SPIEGEL ONLINE: Some Poles see your withdrawal as a maneuver.

Steinbach: Tusk has not pacified the nationalists in his country. They don't want the center at all. Naturally, the expulsions of Germans following World War II is a painful memory to many Poles. But it was also painful to us Germans, dealing with our own miserable past. This isn't easy. The post-communist countries have not completed their process of self-discovery yet. They are still holding on to their trauma and they are still holding on to their economic problems. For them, the process of finding their identity is a long way from complete.

SPIEGEL ONLINE: You appear to be asking too much of the Poles, when it comes to the subject of expulsion. We Germans have, for the most part, agreed on a shared interpretation of our history. The Poles are still a long way from this sort of historic consensus. And then you come along and say: Please recognize our German expulsion.

Steinbach: But I do understand the emotions of the Poles. In the post-communist countries, it will take another 20 years for people to be at peace with themselves. It took us Germans at least as long. But if they accuse us, as a victims' rights organization, of having no interest in reconciliation, if there is no evidence of sympathy, and if the Poles constantly ignore our outstretched hand, then I don't know what else I can do. Everything I say and do is twisted into its opposite. If I sprinkle sugar on their toast, they call it salt. The Poles just have to deal with their own issues first. But they have no right to meddle in domestic German affairs and determine how we commemorate our victims.

SPIEGEL ONLINE: Perhaps you are sometimes too insensitive when it comes to sensitive issues of the past? Are you capable of self-criticism?

Did Hitler Help the Poles Get what they Wanted?

Steinbach: I constantly ask myself what might help to resolve the problem. It is clear that the Federation of Expellees and some of its past leaders have been favorite targets for Polish hostility. But it cannot be the responsibility of a victims' rights organization to deny the fates of its own in order to achieve better international relations. Mutual empathy -- that's the right approach.

SPIEGEL ONLINE: Still, one of those leaders, Herbert Hupka, was even given an award in Poland in the 1990s.

Steinbach: He was no longer in office at the time, and he was made an honorary citizen of his city. At the municipal level, there have been, and still are, good connections between the expellees and the Poles. There are partnership programs, and they have summer parties, go on pilgrimages and attend church services together.

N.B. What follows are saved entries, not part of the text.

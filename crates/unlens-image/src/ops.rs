use crate::{Image, ImageError};

/// Cast the pixel data of an image to a different type.
///
/// # Arguments
///
/// * `src` - The source image.
/// * `dst` - The destination image.
/// * `scale` - The scale to multiply the pixel data with.
///
/// Example:
///
/// ```
/// use unlens_image::{ops, Image, ImageSize};
///
/// let image = Image::<u8, 1>::new(
///   ImageSize {
///     width: 2,
///     height: 1,
///   },
///   vec![0u8, 255],
/// ).unwrap();
///
/// let mut image_f32 = Image::from_size_val(image.size(), 0.0f32).unwrap();
///
/// ops::cast_and_scale(&image, &mut image_f32, 1. / 255.0).unwrap();
///
/// assert_eq!(image_f32.get([0, 1, 0]), Some(&1.0f32));
/// ```
pub fn cast_and_scale<T, U, const C: usize>(
    src: &Image<T, C>,
    dst: &mut Image<U, C>,
    scale: U,
) -> Result<(), ImageError>
where
    T: Copy + num_traits::NumCast,
    U: Copy + num_traits::NumCast + std::ops::Mul<U, Output = U>,
{
    if src.size() != dst.size() {
        return Err(ImageError::InvalidImageSize(
            src.width(),
            src.height(),
            dst.width(),
            dst.height(),
        ));
    }

    dst.as_slice_mut()
        .iter_mut()
        .zip(src.as_slice().iter())
        .try_for_each(|(out, &inp)| {
            let x = U::from(inp).ok_or(ImageError::CastError(
                std::any::type_name::<U>().to_string(),
            ))?;
            *out = x * scale;
            Ok::<(), ImageError>(())
        })?;

    Ok(())
}

#[cfg(test)]
mod tests {
    use crate::error::ImageError;
    use crate::image::{Image, ImageSize};

    #[test]
    fn test_cast_and_scale() -> Result<(), ImageError> {
        let image = Image::<u8, 1>::new(
            ImageSize {
                height: 2,
                width: 1,
            },
            vec![0u8, 255],
        )?;

        let mut image_f64: Image<f64, 1> = Image::from_size_val(image.size(), 0.0)?;

        super::cast_and_scale(&image, &mut image_f64, 1. / 255.0)?;

        assert_eq!(image_f64.as_slice(), &[0.0, 1.0]);

        Ok(())
    }

    #[test]
    fn test_cast_and_scale_size_mismatch() -> Result<(), ImageError> {
        let image = Image::<u8, 1>::from_size_val(
            ImageSize {
                height: 2,
                width: 2,
            },
            0,
        )?;

        let mut image_f32: Image<f32, 1> = Image::from_size_val(
            ImageSize {
                height: 1,
                width: 2,
            },
            0.0,
        )?;

        let res = super::cast_and_scale(&image, &mut image_f32, 1.0);
        assert!(matches!(res, Err(ImageError::InvalidImageSize(2, 2, 2, 1))));

        Ok(())
    }
}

SPIEGEL ONLINE: The fact that you voted against recognition of the Oder-Neisse line (eds. note: the border between Germany and Poland established after World War II) in the Bundestag in 1991 didn't exactly encourage such cordialness.

Steinbach: My goal at the time, together with other members of parliament, was to ensure that all unanswered questions, such as the issue of restitution, were resolved concurrently with the border issue, so as to establish a permanent peace. And not doing so was a cardinal error, as the fierce territorial debates of recent years have shown. At the time, we also made it clear that we recognized the Oder-Neisse border as the binding border under international law.

SPIEGEL ONLINE: Your father was a soldier in the German army that occupied Poland. This is a bitter pill to swallow for many Poles when you speak in your capacity as head of the Federation of Expellees. Is that clear to you?

Steinbach: The decisions of past governments should hardly be unloaded onto the civilian population. If soldiers had no choice, then it is certainly no different for women and children.

SPIEGEL ONLINE: Besides, both your parents come from western Germany.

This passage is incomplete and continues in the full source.